Entertainment trends run at a breakneck pace in the streaming era, every show or movie or limited series trying to capture the attention of any demographic hungry for more, more, more. It’s not often that a new series gives the old folks a chance, but that’s exactly what The Good Place producer Michael Schur and star Ted Danson have done with Netflix’s new crime comedy A Man on the Inside, a show that suggests, without being cloying, that age doesn’t mean you can’t still get up to a little mischief.
Charles Nieuwendyk (Danson), widower, elderly father, and spy-novel connoisseur, spends his days the way most single retirees do—that is, not doing all that much. The mundanity of his life is shattered when he answers a classified ad posted by a private investigator and gets hired on the spot. His mission, should he choose to accept it, is to infiltrate a local assisted-living facility by posing as a new resident, and sniff out the thief who has stolen a woman’s valuable necklace.

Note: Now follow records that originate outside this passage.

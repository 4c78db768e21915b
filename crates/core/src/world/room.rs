use crate::wire::Vector2;

#[derive(Debug, Clone)]
pub struct Room {
    pub id: (i32, i32),
    pub position: Vector2,
    pub size: (f32, f32),
    pub connections: Vec<(i32, i32)>,
    pub completed: bool,
}

impl Room {
    pub fn bounds(&self) -> (Vector2, Vector2) {
        let half = Vector2(self.size.0 / 2.0, self.size.1 / 2.0);
        (self.position - half, self.position + half)
    }

    pub fn contains(&self, point: Vector2) -> bool {
        let (min, max) = self.bounds();
        point.0 >= min.0 && point.0 <= max.0 && point.1 >= min.1 && point.1 <= max.1
    }
}

/// A room position where a team may complete an extraction action over
/// `required_time_secs` to win the match (spec 3, 4.13).
#[derive(Debug, Clone, Copy)]
pub struct ExtractionPoint {
    pub id: u32,
    pub position: Vector2,
    pub room_id: (i32, i32),
    pub active: bool,
    pub required_time_secs: f32,
    pub progress_team: Option<u8>,
    pub elapsed_secs: f32,
}

impl ExtractionPoint {
    pub fn new(id: u32, position: Vector2, room_id: (i32, i32), required_time_secs: f32) -> Self {
        Self {
            id,
            position,
            room_id,
            active: true,
            required_time_secs,
            progress_team: None,
            elapsed_secs: 0.0,
        }
    }
}
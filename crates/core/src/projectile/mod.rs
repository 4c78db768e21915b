//! Skillshot stepping and lag-compensated hit detection via position
//! history rewind (spec 4.8).

mod history;
mod preset;

pub use history::PositionHistory;
pub use preset::ProjectilePreset;

use std::time::Instant;

use crate::player::StatusEffect;
use crate::wire::Vector2;

#[derive(Debug, Clone, Copy, PartialEq, Eq)]
pub enum DamageType {
    Physical,
    Magical,
    True,
}

pub struct Projectile {
    pub id: u64,
    pub owner_id: u32,
    pub team_id: u8,
    pub position: Vector2,
    pub direction: Vector2,
    pub speed: f32,
    pub max_range: f32,
    pub traveled: f32,
    pub radius: f32,
    pub damage: f32,
    pub damage_type: DamageType,
    pub pierce: bool,
    pub max_pierce_count: u32,
    pub hit_targets: Vec<u32>,
    pub status_effect: Option<StatusEffect>,
    pub client_timestamp: f32,
    pub spawned_at: Instant,
    pub max_lifetime_secs: f32,
}

impl Projectile {
    pub fn from_preset(
        id: u64,
        owner_id: u32,
        team_id: u8,
        position: Vector2,
        direction: Vector2,
        client_timestamp: f32,
        preset: ProjectilePreset,
    ) -> Self {
        Self {
            id,
            owner_id,
            team_id,
            position,
            direction: direction.normalized(),
            speed: preset.speed,
            max_range: preset.max_range,
            traveled: 0.0,
            radius: preset.radius,
            damage: preset.damage,
            damage_type: preset.damage_type,
            pierce: preset.pierce,
            max_pierce_count: preset.max_pierce_count,
            hit_targets: Vec::new(),
            status_effect: None,
            client_timestamp,
            spawned_at: Instant::now(),
            max_lifetime_secs: preset.max_lifetime_secs,
        }
    }

    pub fn step(&mut self, dt: f32) {
        self.position = self.position + self.direction * (self.speed * dt);
        self.traveled += self.speed * dt;
    }

    pub fn is_expired(&self) -> bool {
        self.traveled >= self.max_range
            || self.spawned_at.elapsed().as_secs_f32() >= self.max_lifetime_secs
    }

    pub fn has_hit(&self, player_id: u32) -> bool {
        self.hit_targets.contains(&player_id)
    }

    /// Range-based falloff past 80% of max range, per spec 4.8.
    pub fn damage_with_falloff(&self) -> f32 {
        let fraction = self.traveled / self.max_range;
        if fraction > 0.8 {
            let falloff = 1.0 - (fraction - 0.8) / 0.2 * 0.5;
            self.damage * falloff.max(0.5)
        } else {
            self.damage
        }
    }

    pub fn record_hit(&mut self, player_id: u32) -> bool {
        self.hit_targets.push(player_id);
        !self.pierce || self.hit_targets.len() as u32 >= self.max_pierce_count
    }
}

#[cfg(test)]
mod tests {
    use super::*;

    #[test]
    fn expires_after_max_range() {
        let mut p = Projectile::from_preset(
            1,
            1,
            0,
            Vector2::ZERO,
            Vector2(1.0, 0.0),
            0.0,
            ProjectilePreset::arrow(),
        );
        for _ in 0..10_000 {
            if p.is_expired() {
                break;
            }
            p.step(0.1);
        }
        assert!(p.is_expired());
    }

    #[test]
    fn non_piercing_destroyed_after_first_hit() {
        let mut p = Projectile::from_preset(
            1,
            1,
            0,
            Vector2::ZERO,
            Vector2(1.0, 0.0),
            0.0,
            ProjectilePreset::arrow(),
        );
        assert!(p.record_hit(2));
    }

    #[test]
    fn piercing_survives_until_max_pierce_count() {
        let mut p = Projectile::from_preset(
            1,
            1,
            0,
            Vector2::ZERO,
            Vector2(1.0, 0.0),
            0.0,
            ProjectilePreset::piercing_arrow(),
        );
        assert!(!p.record_hit(2));
        assert!(p.record_hit(3));
    }
}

The show itself is based on the 2020 Oscar-nominated Chilean documentary The Mole Agent, in which an elderly man named Sergio goes undercover inside a nursing home to investigate whether or not one of its inhabitants was suffering from elder abuse.
While inside, he’s exposed to the particular chaos that old-folks’ homes tend to run on: One resident falls in love with him, and he uncovers evidence of another’s kleptomania after people’s belongings start going missing. Apparently, Schur’s producing partner Morgan Sackett sent him the idea to adapt the film and a suggestion to cast Danson as the lead in the same email, and, having seen the show, it’s difficult to imagine it any other way.
The half-hour episodes spin by with that breezy Schur sheen and clever sweetness. Danson, in expensive-looking tweed jackets and silk pocket squares (which the short title sequence borrows as a motif), spends most of every episode looming over his “fellow” residents as his employer, private detective Julie (Lilah Richcreek Estrada), poses as his daughter so she can come in and out of the home without arousing suspicion, setting little traps for the invisible thief. (Charles’ actual daughter Emily, played by Santa Clarita Diet‘s Mary Elizabeth Ellis, pretends to be his niece.)
Charles would fancy himself particularly suited for the high-octane environment of spycraft, given his love of John le Carré books and puzzle solving, but it takes him a few episodes to find his groove. “I need a project to focus on or I just feel like I’m floating,” he candidly explains. As he grows closer to the other residents and starts sniffing out clues on his own, he gradually puts the pieces together. And like The Mole Agent’s Sergio, he also proves irresistible to the female residents (I mean, it’s Ted Danson, after all).
Because this is a show about the elderly, it’s clear-eyed about the fact that the characters we’re following episode to episode are nearing the end of their lives. Presented to us with a spoonful of light comedy, the reality is a little easier to swallow, but it doesn’t completely go away. The fictional care home has a wing for those suffering from dementia, the ever-present possibility of which hangs over Charles and his new friends like a cloud. But it’s not enough to stop them from finding joy in what time they have left.
Like The Good Place took the inevitability of death and found not only humor, but also hope in that cruel reality, so does A Man on the Inside look at old age with a twinkle in its eye. The show manages to keep its keen, funny edge while expressing an often moving openness to certain sentiments and fears, not only of growing old, but of becoming useless, of living out your final years or decades without purpose, while—worst-case scenario—your mind slowly fades. The residents of A Man on the Inside, each as charming as the last (even the surly ones), prove to themselves and one another that there’s still plenty of time to craft a spy caper of their own.